Joharah Baker: Building Palestine

By Joharah Baker

In tandem with the hopes for a successful formation of a Palestinian national unity government, following the Fateh-Hamas signing of the Mecca Agreement last week, cautiously optimistic voices calling for the rebuilding of a tattered and torn Palestine are starting to be heard.

For years, as Israeli occupation measures and internal disputes ravaged the West Bank and Gaza, potential investors and businesspeople were forced to put their plans on hold until the conditions were ripe for any real nation building. Today, with the hopes that a viable and unified Palestinian government may finally come to fruition, these plans are back in the headlines, including a plan to build a new Palestinian city between Ramallah and Jericho at a cost of $33 million.

According to Abdel Malik Jaber, executive director of the Paltel Group, the proposed city would include 7,000 housing units that could accommodate up to 50,000 people. The new city would also be home to schools and health centers and would create job opportunities for thousands of unemployed Palestinians.

The plan is ambitious, to say the least, and depends on a myriad of factors and conditions. Palestinians know all too well how fragile any investment in the Palestinian territories is given the volatility of the political situation. They also know that any money flowing into the territories could literally go up in smoke in the blink of any eye.

These lessons were learned long ago, after the Oslo Accords were signed in 1993. Late President Yasser Arafat made a hero’s homecoming to the Palestinian territories in 1994 after years of exile, bringing with him the hopes of freedom and the long-awaited dream: an independent and free Palestine.

For the next six years, on the surface, prospects for a lasting peace seemed closer than ever, although anyone who looked twice would have realized that the Palestinians along with the Israelis and the international community were only contributing to the creation of a façade, which would soon come crashing down around us.

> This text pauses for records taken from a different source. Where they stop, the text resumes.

use std::path::PathBuf;
use std::sync::Arc;

use anyhow::Context;
use clap::{Parser, Subcommand};
use kernforge::executor::ExecutionStrategy;
use kernforge::jit::{BaseFunction, FunctionInfo, ParamMap, PeFunction};
use kernforge::kernels::global_registry;
use kernforge::logging::init_logging_from_env;
use kernforge::tensor::{Place, Tensor, TensorLiteral};

#[derive(Parser, Debug)]
#[command(name = "kernforge-cli", version)]
#[command(about = "Inspect registered kernels and run serialized functions", long_about = None)]
struct Cli {
    #[command(subcommand)]
    command: Commands,
}

#[derive(Subcommand, Debug)]
enum Commands {
    /// List registered kernel keys
    Kernels {
        /// Only show kernels for this operator
        #[arg(long)]
        op: Option<String>,
    },
    /// Run a function stored as JSON against JSON tensor literals
    Run {
        /// FunctionInfo JSON file
        #[arg(long)]
        function: PathBuf,
        /// JSON array of tensor literals, one per declared input
        #[arg(long)]
        inputs: PathBuf,
        /// JSON object mapping parameter names to tensor literals
        #[arg(long)]
        params: Option<PathBuf>,
        /// Device placement: cpu, gpu:N or kps:N
        #[arg(long, default_value = "cpu")]
        place: String,
        /// Run nodes one at a time on the calling thread
        #[arg(long)]
        sequential: bool,
    },
}

fn main() -> anyhow::Result<()> {
    if let Err(e) = init_logging_from_env() {
        eprintln!("warning: logging not initialized: {}", e);
    }

    let cli = Cli::parse();
    match cli.command {
        Commands::Kernels { op } => list_kernels(op.as_deref()),
        Commands::Run {
            function,
            inputs,
            params,
            place,
            sequential,
        } => run_function(function, inputs, params, &place, sequential),
    }
}

fn list_kernels(op: Option<&str>) -> anyhow::Result<()> {
    let registry = global_registry();
    let keys = match op {
        Some(op) => registry.kernels_for(op),
        None => registry.keys(),
    };
    if keys.is_empty() {
        let suffix = op.map(|o| format!(" for '{}'", o)).unwrap_or_default();
        anyhow::bail!("no kernels registered{}", suffix);
    }
    for key in keys {
        println!("{}", key);
    }
    Ok(())
}

fn run_function(
    function: PathBuf,
    inputs: PathBuf,
    params: Option<PathBuf>,
    place: &str,
    sequential: bool,
) -> anyhow::Result<()> {
    let place: Place = place.parse()?;
    let info = FunctionInfo::from_file(&function)
        .with_context(|| format!("loading function from {}", function.display()))?;

    let literals: Vec<TensorLiteral> = read_json(&inputs)?;
    let tensors = literals
        .iter()
        .map(|lit| {
            let dense = lit.to_dense(place)?;
            Ok(match &lit.name {
                Some(name) => Tensor::new(dense).with_name(name.clone()),
                None => Tensor::new(dense),
            })
        })
        .collect::<kernforge::ForgeResult<Vec<_>>>()?;

    let mut param_map = ParamMap::new();
    if let Some(path) = params {
        let literals: std::collections::BTreeMap<String, TensorLiteral> = read_json(&path)?;
        for (name, lit) in literals {
            param_map.insert(name, Arc::new(lit.to_dense(place)?));
        }
    }

    let strategy = if sequential {
        ExecutionStrategy::sequential()
    } else {
        ExecutionStrategy::from_env()
    };
    let mut func = PeFunction::new(Arc::new(info), &param_map, place)?.with_strategy(strategy);
    let outputs = func.call(&tensors)?;

    let rendered = outputs
        .iter()
        .map(|t| TensorLiteral::from_dense(t.name().map(str::to_string), t.dense()))
        .collect::<kernforge::ForgeResult<Vec<_>>>()?;
    println!("{}", serde_json::to_string_pretty(&rendered)?);
    Ok(())
}

fn read_json<T: serde::de::DeserializeOwned>(path: &PathBuf) -> anyhow::Result<T> {
    let text = std::fs::read_to_string(path)
        .with_context(|| format!("reading {}", path.display()))?;
    serde_json::from_str(&text).with_context(|| format!("parsing {}", path.display()))
}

While Palestinian expatriates began returning to their motherland and local and foreign investors and international aid organizations started pouring money into the parched territories, long craving stability and economic prosperity, Israel was creating its own facts on the ground. Under the false pretext that we were in our “last quarter of an hour” before liberation, Israel was erecting more checkpoints, carefully laying plans for the days to come, which evidently did not include a viable Palestinian state in the blueprints.

Those were the days when businesses began to flourish and high rise apartment buildings popped up throughout the West Bank and Gaza. Extravagant hotels were built, posh restaurants opened and US, European and Japanese projects launched to build schools, pave roads and jumpstart “development” projects in every nook of the Palestinian territories.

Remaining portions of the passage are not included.